If you sleep on a mattress that tends to trap heat, try to sleep on your side, so the least amount of your body is touching the mattress. If you sleep alone, try sleeping like a starfish across your bed to stay cool.
- Think About Ventilation
To avoid heat getting trapped in your room, try opening windows that are across from each other. It will help pull air through the room at a faster rate, which has a cooling effect.
- Be Careful What You Wear
Depending on what you wear to bed, you might be trapping heat close to your body. Tight clothing limits the amount of airflow that reaches your body. Certain types of fabric can also increase your body temperature. Generally, you’ll want to stick to cotton pajamas to stay cool. And if that doesn’t work, you can always sleep naked. Skipping clothes all together means you won’t have to worry about airflow or discomfort.
- Avoid Big Meals Before Bed
We all know certain types of foods you should avoid before bed –– fatty, spicy and heavy foods. The term “meat sweats” exists for a reason. If you are someone who snacks before bed, consider lighter options like a salad or nuts. Foods like popcorn, bananas and chocolate will help you sleep.
- Limit Drinking
Drinking alcohol before bed is generally not a good idea because it will not help you stay asleep. You might fall asleep quickly, but as your body metabolizes the alcohol, you’ll wake up and have a hard time going back to sleep. Drinking before bed might also cause night sweats and hot flashes because your blood vessels are dilated. You’d be better off drinking water or milk before bed.
- Exercise in the Morning
Typically you want to avoid rigorous workouts right before bed. However, relaxing yoga is a good way to get ready for bed. Saving your workout until the morning helps you avoid sweating and lets your body’s natural thermoregulation kick in.
- Take a Warm Bath Before Bed
Integrating a warm bath or shower into your nightly routine is a good way to fall asleep faster and stay cool during the night. Your body heat will rise while you’re in the warm water, though it will cool when you get out. Make sure to keep the water warm and not hot. If you steam the entire bathroom, you lose the cooling effects.
- Turn Down the Thermostat
Most families have a lower temperature limit that they don’t go past. We get it; cranking the AC can really run up your electricity bill. That said, if you’re waking up because of the heat, you might want to lower your limit. Experts agree that 65 degrees is ideal for sleeping.
- Keep Ice Water by Your Bed
Surprisingly, sweating during the night might be a symptom of dehydration. Keeping a glass of ice water by your bed kills two birds with one stone by hydrating you and also cool down if you’re too hot.

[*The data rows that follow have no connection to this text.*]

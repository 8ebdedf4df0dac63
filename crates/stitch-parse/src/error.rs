use thiserror::Error;

/// Errors raised by the parsing machinery itself. Grammar-level problems are
/// reported through the log sink instead, so parsing can continue.
#[derive(Clone, Debug, Error, PartialEq, Eq)]
pub enum ParseError {
    #[error("invalid token pattern: {0}")]
    BadTokenPattern(String),
    #[error("unrecognized character `{0}`")]
    UnknownToken(String),
    #[error("parse budget exceeded")]
    BudgetExceeded,
}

- Draw Your Curtains During the Day
Keeping your curtains closed during the day will keep the sun from during your bedroom into an oven. A lot of the heat will dissipate by the time you go to bed, but some will linger. Keeping the sun out will keep your room cool through the day and when you’re going to sleep.

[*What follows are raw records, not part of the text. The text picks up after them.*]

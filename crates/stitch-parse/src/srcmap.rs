//! Maps character ranges in a derived text back to ranges in one or more
//! original sources. Maps compose: a map whose sources are another map's
//! destination can be merged through it.

use std::rc::Rc;

use crate::span::Span;

/// A named source text. Identity (the `Rc` allocation) is what ties a
/// [`SrcMapEntry`] source to another map's destination.
#[derive(Debug, PartialEq, Eq)]
pub struct SrcText {
    pub name: String,
    pub text: String,
}

impl SrcText {
    pub fn new(name: impl Into<String>, text: impl Into<String>) -> Rc<Self> {
        Rc::new(Self {
            name: name.into(),
            text: text.into(),
        })
    }
}

#[derive(Clone, Debug)]
pub struct SrcMapEntry {
    pub src: Rc<SrcText>,
    pub src_span: Span,
    pub dest_span: Span,
}

/// A position projected back into an original source.
#[derive(Clone, Debug)]
pub struct SrcPosition {
    pub src: Rc<SrcText>,
    pub pos: usize,
}

/// An ordered list of entries, non-overlapping in the destination.
/// Entries are length preserving (`src` and `dest` spans have equal length)
/// unless an entry is explicitly a replacement.
#[derive(Clone, Debug)]
pub struct SrcMap {
    dest: Rc<SrcText>,
    entries: Vec<SrcMapEntry>,
}

impl SrcMap {
    pub fn new(dest: Rc<SrcText>) -> Self {
        Self {
            dest,
            entries: Vec::new(),
        }
    }

    /// A map covering the whole of `src` unchanged.
    pub fn identity(src: Rc<SrcText>) -> Self {
        let len = src.text.len();
        let mut map = Self::new(src.clone());
        map.add(src, Span::new(0..len), Span::new(0..len));
        map
    }

    pub fn dest(&self) -> &Rc<SrcText> {
        &self.dest
    }

    pub fn entries(&self) -> &[SrcMapEntry] {
        &self.entries
    }

    /// Append an entry. Entries must be added in destination order and must
    /// not overlap in the destination.
    pub fn add(&mut self, src: Rc<SrcText>, src_span: Span, dest_span: Span) {
        debug_assert!(self
            .entries
            .last()
            .map_or(true, |e| e.dest_span.end <= dest_span.start));
        self.entries.push(SrcMapEntry {
            src,
            src_span,
            dest_span,
        });
    }

    /// Project a destination position back to its original source, or `None`
    /// for positions in unmapped (replaced or synthesized) regions.
    pub fn map_position(&self, pos: usize) -> Option<SrcPosition> {
        let idx = self.entries.partition_point(|e| e.dest_span.end <= pos);
        let entry = self.entries.get(idx)?;
        if pos < entry.dest_span.start {
            return None;
        }
        Some(SrcPosition {
            src: entry.src.clone(),
            pos: entry.src_span.start + (pos - entry.dest_span.start),
        })
    }

    /// Project a destination span. The start's entry decides the source; the
    /// end is clamped to that entry.
    pub fn map_span(&self, span: &Span) -> Option<(Rc<SrcText>, Span)> {
        let idx = self.entries.partition_point(|e| e.dest_span.end <= span.start);
        let entry = self.entries.get(idx)?;
        if span.start < entry.dest_span.start {
            return None;
        }
        let start = entry.src_span.start + (span.start - entry.dest_span.start);
        let end = (start + span.len()).min(entry.src_span.end).max(start);
        Some((entry.src.clone(), Span::new(start..end)))
    }

    /// Reproject `outer` (a map whose sources may reference this map's
    /// destination) through `self`, producing a map from `outer`'s
    /// destination straight to the original sources.
    ///
    /// For every position `p` in `outer`'s destination,
    /// `self.merge(outer).map_position(p)` equals
    /// `self.map_position(outer.map_position(p))`.
    pub fn merge(&self, outer: &SrcMap) -> SrcMap {
        let mut merged = SrcMap::new(outer.dest.clone());
        for entry in &outer.entries {
            if !Rc::ptr_eq(&entry.src, &self.dest) {
                merged.entries.push(entry.clone());
                continue;
            }
            // split the outer entry across the inner entries it lands on
            let mut pos = entry.src_span.start;
            while pos < entry.src_span.end {
                let dest_at = entry.dest_span.start + (pos - entry.src_span.start);
                match self.inner_entry_at(pos) {
                    Some(inner) => {
                        let end = entry.src_span.end.min(inner.dest_span.end);
                        let src_start = inner.src_span.start + (pos - inner.dest_span.start);
                        merged.entries.push(SrcMapEntry {
                            src: inner.src.clone(),
                            src_span: Span::new(src_start..src_start + (end - pos)),
                            dest_span: Span::new(dest_at..dest_at + (end - pos)),
                        });
                        pos = end;
                    }
                    None => {
                        // unmapped gap in the inner map: skip to the next
                        // inner entry, leaving the gap unmapped in the merge
                        let next = self
                            .entries
                            .iter()
                            .map(|e| e.dest_span.start)
                            .find(|&s| s > pos)
                            .unwrap_or(entry.src_span.end);
                        pos = next.min(entry.src_span.end);
                    }
                }
            }
        }
        merged
    }

    fn inner_entry_at(&self, pos: usize) -> Option<&SrcMapEntry> {
        self.entries
            .iter()
            .find(|e| e.dest_span.start <= pos && pos < e.dest_span.end)
    }
}

#[cfg(test)]
mod tests {
    use super::*;

    #[test]
    fn identity_round_trip() {
        let src = SrcText::new("a.wgsl", "fn main() {}");
        let map = SrcMap::identity(src.clone());
        for pos in 0..src.text.len() {
            let mapped = map.map_position(pos).unwrap();
            assert_eq!(
                mapped.src.text.as_bytes()[mapped.pos],
                map.dest().text.as_bytes()[pos]
            );
        }
    }

    #[test]
    fn unmapped_gap_is_none() {
        let src = SrcText::new("a", "abcdef");
        let dest = SrcText::new("derived", "abc   ");
        let mut map = SrcMap::new(dest);
        map.add(src, Span::new(0..3), Span::new(0..3));
        assert!(map.map_position(1).is_some());
        assert!(map.map_position(4).is_none());
    }

    #[test]
    fn merge_composes() {
        // original --(m1)--> mid --(m2)--> out
        let orig = SrcText::new("orig", "hello world");
        let mid = SrcText::new("mid", "hello      ");
        let mut m1 = SrcMap::new(mid.clone());
        m1.add(orig.clone(), Span::new(0..5), Span::new(0..5));

        let out = SrcText::new("out", "hello      ");
        let mut m2 = SrcMap::new(out);
        m2.add(mid.clone(), Span::new(0..11), Span::new(0..11));

        let merged = m1.merge(&m2);
        for pos in 0..11 {
            let two_step = m2
                .map_position(pos)
                .and_then(|p| m1.map_position(p.pos))
                .map(|p| p.pos);
            let one_step = merged.map_position(pos).map(|p| p.pos);
            assert_eq!(one_step, two_step, "at {pos}");
            if let Some(p) = merged.map_position(pos) {
                assert!(Rc::ptr_eq(&p.src, &orig));
            }
        }
    }
}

- Keep Ice Packs on Hand (Literally)
Treat yourself like a lunch box and stock your freezer with ice packs. If you need to cool down on the spot, place the ice packs on your pulse points –– neck, elbows, wrists, groin and ankles.
Too Long, Didn’t Read?
No one wants to be sweaty and hot when they sleep! The heat will keep you from getting the quality sleep you want, and it’s just downright uncomfortable. Thankfully, there are so many ways you can beat the heat this summer. If you have a unique hack that didn’t make our list, send it our way!